──────── INFORMATION SUPPLIED ────────

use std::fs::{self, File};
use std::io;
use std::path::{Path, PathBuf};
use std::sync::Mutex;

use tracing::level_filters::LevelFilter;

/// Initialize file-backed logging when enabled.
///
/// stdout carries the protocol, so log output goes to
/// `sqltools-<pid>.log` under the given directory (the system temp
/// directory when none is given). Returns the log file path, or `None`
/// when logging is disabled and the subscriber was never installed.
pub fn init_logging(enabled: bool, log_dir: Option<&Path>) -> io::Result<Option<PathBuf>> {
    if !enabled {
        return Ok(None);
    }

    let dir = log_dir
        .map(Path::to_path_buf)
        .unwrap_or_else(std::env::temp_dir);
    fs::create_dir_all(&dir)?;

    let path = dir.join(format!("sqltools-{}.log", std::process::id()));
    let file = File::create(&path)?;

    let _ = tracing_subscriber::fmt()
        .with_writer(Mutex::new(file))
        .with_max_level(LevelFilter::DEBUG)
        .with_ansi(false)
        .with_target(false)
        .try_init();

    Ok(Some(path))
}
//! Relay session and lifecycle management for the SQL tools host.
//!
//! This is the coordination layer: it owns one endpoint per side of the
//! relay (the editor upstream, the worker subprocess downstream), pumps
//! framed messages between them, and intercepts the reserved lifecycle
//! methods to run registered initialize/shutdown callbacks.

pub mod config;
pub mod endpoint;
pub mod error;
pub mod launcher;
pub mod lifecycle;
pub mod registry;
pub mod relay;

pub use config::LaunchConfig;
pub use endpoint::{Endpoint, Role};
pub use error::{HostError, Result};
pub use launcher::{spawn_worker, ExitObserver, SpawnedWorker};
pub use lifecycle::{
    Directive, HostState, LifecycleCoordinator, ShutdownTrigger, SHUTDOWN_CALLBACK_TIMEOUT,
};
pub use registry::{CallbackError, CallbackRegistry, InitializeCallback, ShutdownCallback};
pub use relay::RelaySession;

────────
──────── INFORMATION SUPPLIED ────────

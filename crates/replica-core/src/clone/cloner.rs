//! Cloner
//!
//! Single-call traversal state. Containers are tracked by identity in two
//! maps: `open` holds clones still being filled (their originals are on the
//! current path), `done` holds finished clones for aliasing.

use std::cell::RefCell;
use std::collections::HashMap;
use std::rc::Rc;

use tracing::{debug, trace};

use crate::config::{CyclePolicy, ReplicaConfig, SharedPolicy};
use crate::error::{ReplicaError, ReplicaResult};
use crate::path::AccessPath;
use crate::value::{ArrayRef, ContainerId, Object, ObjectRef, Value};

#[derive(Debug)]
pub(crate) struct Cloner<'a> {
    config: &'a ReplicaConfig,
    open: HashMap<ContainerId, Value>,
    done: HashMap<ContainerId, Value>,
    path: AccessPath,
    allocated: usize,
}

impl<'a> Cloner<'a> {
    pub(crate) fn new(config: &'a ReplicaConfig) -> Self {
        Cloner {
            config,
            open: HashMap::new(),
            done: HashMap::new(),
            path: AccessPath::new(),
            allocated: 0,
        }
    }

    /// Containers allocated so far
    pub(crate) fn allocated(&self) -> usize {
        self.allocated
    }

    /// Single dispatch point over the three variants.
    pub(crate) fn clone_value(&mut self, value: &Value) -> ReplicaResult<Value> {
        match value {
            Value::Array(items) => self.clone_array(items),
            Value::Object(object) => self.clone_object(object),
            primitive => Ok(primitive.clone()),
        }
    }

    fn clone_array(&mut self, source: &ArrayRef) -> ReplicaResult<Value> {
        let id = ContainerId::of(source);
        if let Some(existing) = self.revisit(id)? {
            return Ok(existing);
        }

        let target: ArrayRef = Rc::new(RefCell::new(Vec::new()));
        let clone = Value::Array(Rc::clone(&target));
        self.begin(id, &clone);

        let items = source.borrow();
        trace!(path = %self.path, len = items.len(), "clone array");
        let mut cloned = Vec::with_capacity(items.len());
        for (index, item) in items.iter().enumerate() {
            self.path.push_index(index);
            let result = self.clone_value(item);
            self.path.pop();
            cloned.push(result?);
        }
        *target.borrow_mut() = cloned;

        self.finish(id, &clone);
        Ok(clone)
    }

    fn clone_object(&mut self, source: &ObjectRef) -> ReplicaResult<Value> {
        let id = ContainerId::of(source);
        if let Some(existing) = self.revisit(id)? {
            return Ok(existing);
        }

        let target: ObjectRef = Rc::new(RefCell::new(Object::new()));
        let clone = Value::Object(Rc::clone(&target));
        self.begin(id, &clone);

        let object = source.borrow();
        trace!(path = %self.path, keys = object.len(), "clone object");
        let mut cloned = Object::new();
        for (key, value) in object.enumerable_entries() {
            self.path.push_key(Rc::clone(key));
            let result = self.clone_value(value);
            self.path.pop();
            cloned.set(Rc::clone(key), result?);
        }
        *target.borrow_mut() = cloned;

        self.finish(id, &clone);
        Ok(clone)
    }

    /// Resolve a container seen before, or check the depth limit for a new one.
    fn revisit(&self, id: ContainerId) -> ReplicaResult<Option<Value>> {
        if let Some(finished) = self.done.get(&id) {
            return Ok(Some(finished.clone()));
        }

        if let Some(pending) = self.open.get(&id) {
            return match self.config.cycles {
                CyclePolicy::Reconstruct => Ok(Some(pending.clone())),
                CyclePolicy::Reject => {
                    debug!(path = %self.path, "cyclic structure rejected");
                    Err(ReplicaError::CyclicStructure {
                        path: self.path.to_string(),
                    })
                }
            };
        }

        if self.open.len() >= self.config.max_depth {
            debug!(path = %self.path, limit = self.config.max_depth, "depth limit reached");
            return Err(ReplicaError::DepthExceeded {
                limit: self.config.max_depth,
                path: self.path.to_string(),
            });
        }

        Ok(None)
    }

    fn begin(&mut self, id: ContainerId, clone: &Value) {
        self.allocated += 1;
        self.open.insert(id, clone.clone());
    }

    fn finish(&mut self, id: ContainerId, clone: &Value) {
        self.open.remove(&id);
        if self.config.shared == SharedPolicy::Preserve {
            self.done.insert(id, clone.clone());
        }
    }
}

────────

TASK TO CARRY OUT
In the records above, find every line with the word "Some" and copy it.

SOLUTION TO THE EXERCISE
    Ok(Some(path))
        if let Some(existing) = self.revisit(id)? {
        if let Some(existing) = self.revisit(id)? {
        if let Some(finished) = self.done.get(&id) {
            return Ok(Some(finished.clone()));
        if let Some(pending) = self.open.get(&id) {
                CyclePolicy::Reconstruct => Ok(Some(pending.clone())),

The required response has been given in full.